Bede wdzieczna za wszelka pomoc i wskazowki
pozdrawiam
Była w Polsce jedna firma, zajmująca się taką hodowlą, ale padła z braku popytu. Jedyna nadzieja więc w tym, że jakaś prywatna osoba zechciałaby się tego podjąć - jednak zdaje się, że niełatwo będzie znaleźć kogoś takiego.
Dziekuje za tak szybkie odpowiedzi.
Pomysl powstal po rozmowie z fotografem, poniewaz wszystko na weselu i przyjeciu ma byc bardzo stonowane i proste w formie....te motyle mialyby byc jedynym szalenstwem
W kazdym razie jeszcze szukam i czekam na inne informacje i sie nie zniechecam.
Sprowadzanie motyli z zagranicy raczej odpada, ze wzgledu na koszt wlasnie...
dokładnie. Osobiście doradzam- dzień wcześniej poskakać za motylami na łące. :- ) choć 40 skrzydlatych istot złapać, będzie ciężko dlatego proponuję również wołać do nich szeptem dla jakiego celu to mają zostać pojmane. Jeżeli prawdziwie to uczynisz ,skrzykniesz bynajmniej stado : - ). Mówię w oparciu o żywe doświadczenie.
jeśli wybierzesz się na jakieś ogródki działkowe to nie będzie chyba aż takiego problemu, inną kwestią jest to, czy motyle będą chciały odlecieć jeśli otworzysz koszyk czy skrzynkę w której będziecie je przechowywać, nie jest to gwarantowane;) do tego lepiej gołębie by się nadawały
Wiec jest chwila zeby sie wywiedziec czy pomysl do zrealizowania
teoretycznie tak ale... wystarczy że będzie pochmurny dzień - nie polecą, dostępne krajowe gatunki na filmie będą wyglądały jak latające "przecinki" - widziałem taki film - nic szczególnego szkoda kasy.
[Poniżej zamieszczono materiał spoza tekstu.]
//! Factory configuration.
//!
//! Settings come from an optional `sitefab.toml`, overlaid by environment
//! variables, then validated.
//!
//! ```toml
//! max_trials_per_component = 3
//! max_trials_final = 5
//! output_root = "output"
//! scaffold_dir = "templates/nextjs"
//!
//! [llm]
//! provider = "anthropic"
//!
//! [validators]
//! build = "npm run build"
//!
//! [validators.timeouts]
//! end_to_end = 900
//! ```

use std::path::{Path, PathBuf};
use std::str::FromStr;
use std::time::Duration;

use serde::{Deserialize, Serialize};
use tracing::{debug, info};

use sitefab_agents::{LlmAdapter, LlmProvider, RetryPolicy};
use sitefab_kb::DEFAULT_KB_PATH;
use sitefab_runner::ValidatorConfig;

use crate::error::{CoreError, CoreResult};

/// File looked up in the working directory when no config path is given.
pub const DEFAULT_CONFIG_FILE: &str = "sitefab.toml";

/// Model selection for the default LLM-backed agents.
#[derive(Debug, Clone, Default, PartialEq, Serialize, Deserialize)]
#[serde(default)]
pub struct LlmSettings {
    /// Provider; when unset the first provider with an API key is used
    pub provider: Option<LlmProvider>,
    pub model: Option<String>,
    pub temperature: Option<f32>,
    pub max_tokens: Option<u32>,
}

impl LlmSettings {
    /// Build the HTTP adapter. API keys are only ever read from the environment.
    pub fn adapter(&self) -> CoreResult<LlmAdapter> {
        let mut adapter = match self.provider {
            Some(provider) => {
                let api_key = std::env::var(provider.api_key_var())
                    .ok()
                    .filter(|k| !k.is_empty())
                    .ok_or_else(|| {
                        CoreError::Config(format!(
                            "provider {} selected but {} is not set",
                            provider,
                            provider.api_key_var()
                        ))
                    })?;
                LlmAdapter::new(provider, api_key, self.model.clone())
            }
            None => {
                let adapter = LlmAdapter::from_env()?;
                match &self.model {
                    Some(model) => adapter.with_model(model.clone()),
                    None => adapter,
                }
            }
        };
        if let Some(temperature) = self.temperature {
            adapter = adapter.with_temperature(temperature);
        }
        if let Some(max_tokens) = self.max_tokens {
            adapter = adapter.with_max_tokens(max_tokens);
        }
        Ok(adapter)
    }
}

/// Configuration of one factory run.
#[derive(Debug, Clone, PartialEq, Serialize, Deserialize)]
#[serde(default)]
pub struct FactoryConfig {
    /// Recovery attempts per component
    pub max_trials_per_component: u32,
    /// Recovery attempts for final validation
    pub max_trials_final: u32,
    /// Components generated concurrently
    pub max_parallel_units: usize,
    /// Timeout for a single agent call
    pub agent_timeout_secs: u64,
    /// Transport attempts per agent call, independent of trial budgets
    pub agent_retries: u32,
    /// Base delay of the linear retry back-off
    pub agent_retry_delay_ms: u64,
    /// Directory that receives `site-<timestamp>` output folders
    pub output_root: PathBuf,
    /// Project template copied into every new output folder
    pub scaffold_dir: Option<PathBuf>,
    pub kb_path: PathBuf,
    /// Similar knowledge base entries offered to the debugger
    pub similar_k: usize,
    /// Directory of `<role>.md` prompt overrides
    pub prompts_dir: Option<PathBuf>,
    pub llm: LlmSettings,
    pub validators: ValidatorConfig,
}

impl Default for FactoryConfig {
    fn default() -> Self {
        Self {
            max_trials_per_component: 3,
            max_trials_final: 5,
            max_parallel_units: 4,
            agent_timeout_secs: 180,
            agent_retries: 3,
            agent_retry_delay_ms: 1000,
            output_root: PathBuf::from("output"),
            scaffold_dir: None,
            kb_path: PathBuf::from(DEFAULT_KB_PATH),
            similar_k: 2,
            prompts_dir: None,
            llm: LlmSettings::default(),
            validators: ValidatorConfig::default(),
        }
    }
}

impl FactoryConfig {
    /// Parse a TOML document.
    pub fn from_toml(content: &str) -> CoreResult<Self> {
        toml::from_str(content).map_err(|e| CoreError::Config(e.to_string()))
    }

    /// Read a TOML config file.
    pub fn from_file(path: impl AsRef<Path>) -> CoreResult<Self> {
        let path = path.as_ref();
        let content = std::fs::read_to_string(path)
            .map_err(|e| CoreError::Config(format!("cannot read {:?}: {}", path, e)))?;
        Self::from_toml(&content)
    }

    /// Load the effective configuration.
    ///
    /// An explicit path must exist. Without one, `sitefab.toml` in the working
    /// directory is used when present. The environment overlay and validation
    /// are applied in both cases.
    pub fn load(path: Option<&Path>) -> CoreResult<Self> {
        let mut config = match path {
            Some(path) => {
                info!("Loading configuration from {:?}", path);
                Self::from_file(path)?
            }
            None if Path::new(DEFAULT_CONFIG_FILE).is_file() => {
                info!("Loading configuration from {}", DEFAULT_CONFIG_FILE);
                Self::from_file(DEFAULT_CONFIG_FILE)?
            }
            None => {
                debug!("No configuration file, using defaults");
                Self::default()
            }
        };
        config.apply_env()?;
        config.validate()?;
        Ok(config)
    }

    /// Overlay process environment variables.
    pub fn apply_env(&mut self) -> CoreResult<()> {
        self.apply_env_with(|key| std::env::var(key).ok())
    }

    /// Overlay variables from an arbitrary lookup. Empty values are ignored.
    pub fn apply_env_with(&mut self, lookup: impl Fn(&str) -> Option<String>) -> CoreResult<()> {
        let get = |key: &str| lookup(key).filter(|v| !v.trim().is_empty());

        if let Some(v) = get("SITEFAB_MAX_TRIALS_PER_COMPONENT") {
            self.max_trials_per_component = parse_var("SITEFAB_MAX_TRIALS_PER_COMPONENT", &v)?;
        }
        if let Some(v) = get("SITEFAB_MAX_TRIALS_FINAL") {
            self.max_trials_final = parse_var("SITEFAB_MAX_TRIALS_FINAL", &v)?;
        }
        if let Some(v) = get("SITEFAB_MAX_PARALLEL_UNITS") {
            self.max_parallel_units = parse_var("SITEFAB_MAX_PARALLEL_UNITS", &v)?;
        }
        if let Some(v) = get("SITEFAB_AGENT_TIMEOUT_SECS") {
            self.agent_timeout_secs = parse_var("SITEFAB_AGENT_TIMEOUT_SECS", &v)?;
        }
        if let Some(v) = get("SITEFAB_AGENT_RETRIES") {
            self.agent_retries = parse_var("SITEFAB_AGENT_RETRIES", &v)?;
        }
        if let Some(v) = get("SITEFAB_SIMILAR_K") {
            self.similar_k = parse_var("SITEFAB_SIMILAR_K", &v)?;
        }
        if let Some(v) = get("SITEFAB_OUTPUT_ROOT") {
            self.output_root = PathBuf::from(v);
        }
        if let Some(v) = get("SITEFAB_SCAFFOLD_DIR") {
            self.scaffold_dir = Some(PathBuf::from(v));
        }
        if let Some(v) = get("SITEFAB_KB_PATH") {
            self.kb_path = PathBuf::from(v);
        }
        if let Some(v) = get("SITEFAB_PROMPTS_DIR") {
            self.prompts_dir = Some(PathBuf::from(v));
        }
        if let Some(v) = get("AI_PROVIDER") {
            let provider = LlmProvider::parse(&v).ok_or_else(|| {
                CoreError::Config(format!(
                    "AI_PROVIDER must be openai or anthropic, got '{}'",
                    v
                ))
            })?;
            self.llm.provider = Some(provider);
        }
        if let Some(v) = get("SITEFAB_LLM_MODEL") {
            self.llm.model = Some(v);
        }
        Ok(())
    }

    /// Check the invariants the pipeline relies on.
    pub fn validate(&self) -> CoreResult<()> {
        if self.max_trials_per_component < 1 {
            return Err(CoreError::Config(
                "max_trials_per_component must be at least 1".to_string(),
            ));
        }
        if self.max_trials_final < 1 {
            return Err(CoreError::Config(
                "max_trials_final must be at least 1".to_string(),
            ));
        }
        if self.max_parallel_units < 1 {
            return Err(CoreError::Config(
                "max_parallel_units must be at least 1".to_string(),
            ));
        }
        if self.agent_timeout_secs == 0 {
            return Err(CoreError::Config(
                "agent_timeout_secs must be positive".to_string(),
            ));
        }
        Ok(())
    }

    pub fn agent_timeout(&self) -> Duration {
        Duration::from_secs(self.agent_timeout_secs)
    }

    pub fn retry_policy(&self) -> RetryPolicy {
        RetryPolicy::new(
            self.agent_retries,
            Duration::from_millis(self.agent_retry_delay_ms),
        )
    }

    pub fn with_output_root(mut self, output_root: impl Into<PathBuf>) -> Self {
        self.output_root = output_root.into();
        self
    }

    pub fn with_scaffold_dir(mut self, scaffold_dir: impl Into<PathBuf>) -> Self {
        self.scaffold_dir = Some(scaffold_dir.into());
        self
    }

    pub fn with_trials(mut self, per_component: u32, final_stage: u32) -> Self {
        self.max_trials_per_component = per_component;
        self.max_trials_final = final_stage;
        self
    }

    pub fn with_parallelism(mut self, max_parallel_units: usize) -> Self {
        self.max_parallel_units = max_parallel_units;
        self
    }

    pub fn with_validators(mut self, validators: ValidatorConfig) -> Self {
        self.validators = validators;
        self
    }
}

fn parse_var<T: FromStr>(key: &str, value: &str) -> CoreResult<T> {
    value
        .trim()
        .parse()
        .map_err(|_| CoreError::Config(format!("{} has an invalid value '{}'", key, value)))
}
Pomijając już fakt iż wypuszczająć je w centrum Warszawy pozbawisz je praktycznie miejsca do złożnia jajek a więć niejako uśmiercisz bezpotomnie. Pomysł z motylami przyszedł z USA - tam są całe hodowle.
Tylko czy trzeba wszstkim się zachłystywać?
Zresztą co mają symbolizować te motyle? Traconą wolność to już lepiej zamiast obrączek załużcie sobie kajdanki - też niezła ekstrawagancja a taniej wyjdzie
taaaa , a ja naiwna myslalam ze to przyjazne forum i ktos udzieli mi rzeczowych odpowiedzi...
odp.
motyle zamierzam wypuscic w ogrodzie a nie na ulicy pomiedzy blokami, wiec beda mialy gdzie zlozyc jaja
nie planuje krecic filmu, tylko zrobic pare zdjec - widzialam i wygladaly genialnie
nic nie maja symbolizowac (jaka utracona wolnosc?!?!?) - jesli Ty tak traktujesz malzenstwo to wspolczuje obecnej/przyszlej zonie/mezowi
tak to moja jedyna ekstrawagancja i jakos nie widze tu zwiazku z zachlystywaniem sie zachodem
no i to chyba moja sprawa na co chce wydac swoje pieniadze....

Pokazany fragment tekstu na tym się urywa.